**Exercise directions:** Copy each line exactly, starting with the one that contains "self.phases().iter().map(|p| p.skipped).sum()" and stopping after the last line of the material below, with nothing else.

--- START ---

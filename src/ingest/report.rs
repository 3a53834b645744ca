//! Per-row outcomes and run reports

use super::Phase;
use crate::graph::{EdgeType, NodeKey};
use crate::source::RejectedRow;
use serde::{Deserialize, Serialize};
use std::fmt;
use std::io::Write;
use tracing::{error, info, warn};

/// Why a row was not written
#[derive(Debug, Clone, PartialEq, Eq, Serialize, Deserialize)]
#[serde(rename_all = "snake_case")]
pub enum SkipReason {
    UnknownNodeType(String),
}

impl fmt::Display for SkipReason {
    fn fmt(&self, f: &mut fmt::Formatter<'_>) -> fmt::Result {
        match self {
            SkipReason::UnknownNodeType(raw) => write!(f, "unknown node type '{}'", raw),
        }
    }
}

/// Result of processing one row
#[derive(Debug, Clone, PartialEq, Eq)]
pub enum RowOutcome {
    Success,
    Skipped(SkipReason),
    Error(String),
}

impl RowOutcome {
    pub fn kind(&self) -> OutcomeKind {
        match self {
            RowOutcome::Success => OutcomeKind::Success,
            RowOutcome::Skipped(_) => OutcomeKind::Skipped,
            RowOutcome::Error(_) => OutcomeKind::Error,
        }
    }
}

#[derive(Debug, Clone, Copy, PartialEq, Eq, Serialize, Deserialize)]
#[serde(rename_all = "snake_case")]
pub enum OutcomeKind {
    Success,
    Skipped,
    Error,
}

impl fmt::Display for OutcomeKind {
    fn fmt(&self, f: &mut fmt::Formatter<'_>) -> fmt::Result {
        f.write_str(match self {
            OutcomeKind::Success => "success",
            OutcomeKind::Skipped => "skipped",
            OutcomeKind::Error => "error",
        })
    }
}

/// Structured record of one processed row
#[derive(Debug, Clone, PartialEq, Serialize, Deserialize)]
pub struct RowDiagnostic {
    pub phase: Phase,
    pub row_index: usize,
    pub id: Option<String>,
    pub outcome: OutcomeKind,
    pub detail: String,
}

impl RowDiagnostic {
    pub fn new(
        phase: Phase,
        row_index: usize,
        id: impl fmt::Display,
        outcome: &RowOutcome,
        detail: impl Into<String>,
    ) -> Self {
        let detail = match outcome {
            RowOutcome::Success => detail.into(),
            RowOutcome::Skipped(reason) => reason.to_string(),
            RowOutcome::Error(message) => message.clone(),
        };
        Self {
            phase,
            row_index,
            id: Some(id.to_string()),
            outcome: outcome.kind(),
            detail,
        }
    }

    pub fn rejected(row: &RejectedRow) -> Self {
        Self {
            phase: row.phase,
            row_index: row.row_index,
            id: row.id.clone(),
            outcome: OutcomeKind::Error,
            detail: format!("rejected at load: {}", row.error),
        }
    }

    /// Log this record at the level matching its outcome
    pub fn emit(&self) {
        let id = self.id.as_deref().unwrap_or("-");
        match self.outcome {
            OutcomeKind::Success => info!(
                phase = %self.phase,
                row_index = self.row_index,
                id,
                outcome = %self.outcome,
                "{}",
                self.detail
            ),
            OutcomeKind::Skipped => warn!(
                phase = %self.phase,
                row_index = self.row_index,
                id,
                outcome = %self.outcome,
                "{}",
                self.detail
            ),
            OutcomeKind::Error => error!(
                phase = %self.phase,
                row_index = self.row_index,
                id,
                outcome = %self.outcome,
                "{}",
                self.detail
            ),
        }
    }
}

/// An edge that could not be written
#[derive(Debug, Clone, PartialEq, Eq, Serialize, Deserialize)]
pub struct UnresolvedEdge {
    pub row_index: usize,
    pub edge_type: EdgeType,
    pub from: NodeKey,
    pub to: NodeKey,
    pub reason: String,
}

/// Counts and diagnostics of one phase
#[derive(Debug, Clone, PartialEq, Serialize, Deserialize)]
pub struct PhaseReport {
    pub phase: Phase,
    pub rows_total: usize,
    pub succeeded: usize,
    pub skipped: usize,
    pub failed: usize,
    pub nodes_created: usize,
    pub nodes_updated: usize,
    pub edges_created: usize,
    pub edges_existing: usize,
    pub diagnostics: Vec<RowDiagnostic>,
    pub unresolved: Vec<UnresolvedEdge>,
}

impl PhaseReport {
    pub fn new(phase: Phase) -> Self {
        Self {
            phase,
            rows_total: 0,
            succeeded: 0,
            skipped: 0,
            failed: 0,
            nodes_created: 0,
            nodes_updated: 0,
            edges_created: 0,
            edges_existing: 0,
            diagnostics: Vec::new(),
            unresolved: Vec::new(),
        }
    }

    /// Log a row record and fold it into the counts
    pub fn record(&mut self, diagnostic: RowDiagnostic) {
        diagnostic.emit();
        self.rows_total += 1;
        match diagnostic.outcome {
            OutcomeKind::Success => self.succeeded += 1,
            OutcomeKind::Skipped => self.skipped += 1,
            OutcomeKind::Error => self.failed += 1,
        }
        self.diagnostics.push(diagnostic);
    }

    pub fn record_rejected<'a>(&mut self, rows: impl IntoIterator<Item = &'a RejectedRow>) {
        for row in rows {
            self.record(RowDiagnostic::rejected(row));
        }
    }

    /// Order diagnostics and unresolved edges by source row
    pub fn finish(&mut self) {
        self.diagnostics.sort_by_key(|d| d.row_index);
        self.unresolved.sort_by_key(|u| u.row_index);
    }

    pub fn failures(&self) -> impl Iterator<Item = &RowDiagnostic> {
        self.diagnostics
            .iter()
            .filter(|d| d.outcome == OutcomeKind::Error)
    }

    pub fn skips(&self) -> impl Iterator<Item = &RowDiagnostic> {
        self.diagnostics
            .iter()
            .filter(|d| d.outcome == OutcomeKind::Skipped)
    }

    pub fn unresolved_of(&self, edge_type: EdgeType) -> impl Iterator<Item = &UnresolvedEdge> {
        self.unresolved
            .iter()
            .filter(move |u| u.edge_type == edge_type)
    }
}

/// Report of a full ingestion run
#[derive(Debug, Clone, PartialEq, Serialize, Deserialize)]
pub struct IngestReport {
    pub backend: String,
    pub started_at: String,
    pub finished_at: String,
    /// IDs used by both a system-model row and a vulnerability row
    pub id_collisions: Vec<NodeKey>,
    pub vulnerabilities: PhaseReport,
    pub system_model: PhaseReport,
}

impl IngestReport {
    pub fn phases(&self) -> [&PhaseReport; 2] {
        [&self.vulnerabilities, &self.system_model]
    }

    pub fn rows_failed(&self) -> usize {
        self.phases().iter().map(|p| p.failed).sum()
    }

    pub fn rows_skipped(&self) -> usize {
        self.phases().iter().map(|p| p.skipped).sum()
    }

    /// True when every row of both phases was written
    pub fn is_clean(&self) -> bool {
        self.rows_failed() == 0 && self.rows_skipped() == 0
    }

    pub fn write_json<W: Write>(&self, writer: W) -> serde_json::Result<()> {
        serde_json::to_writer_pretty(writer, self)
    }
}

--- END ---

**Solution for this task:**
        self.phases().iter().map(|p| p.skipped).sum()
    }

    /// True when every row of both phases was written
    pub fn is_clean(&self) -> bool {
        self.rows_failed() == 0 && self.rows_skipped() == 0
    }

    pub fn write_json<W: Write>(&self, writer: W) -> serde_json::Result<()> {
        serde_json::to_writer_pretty(writer, self)
    }
}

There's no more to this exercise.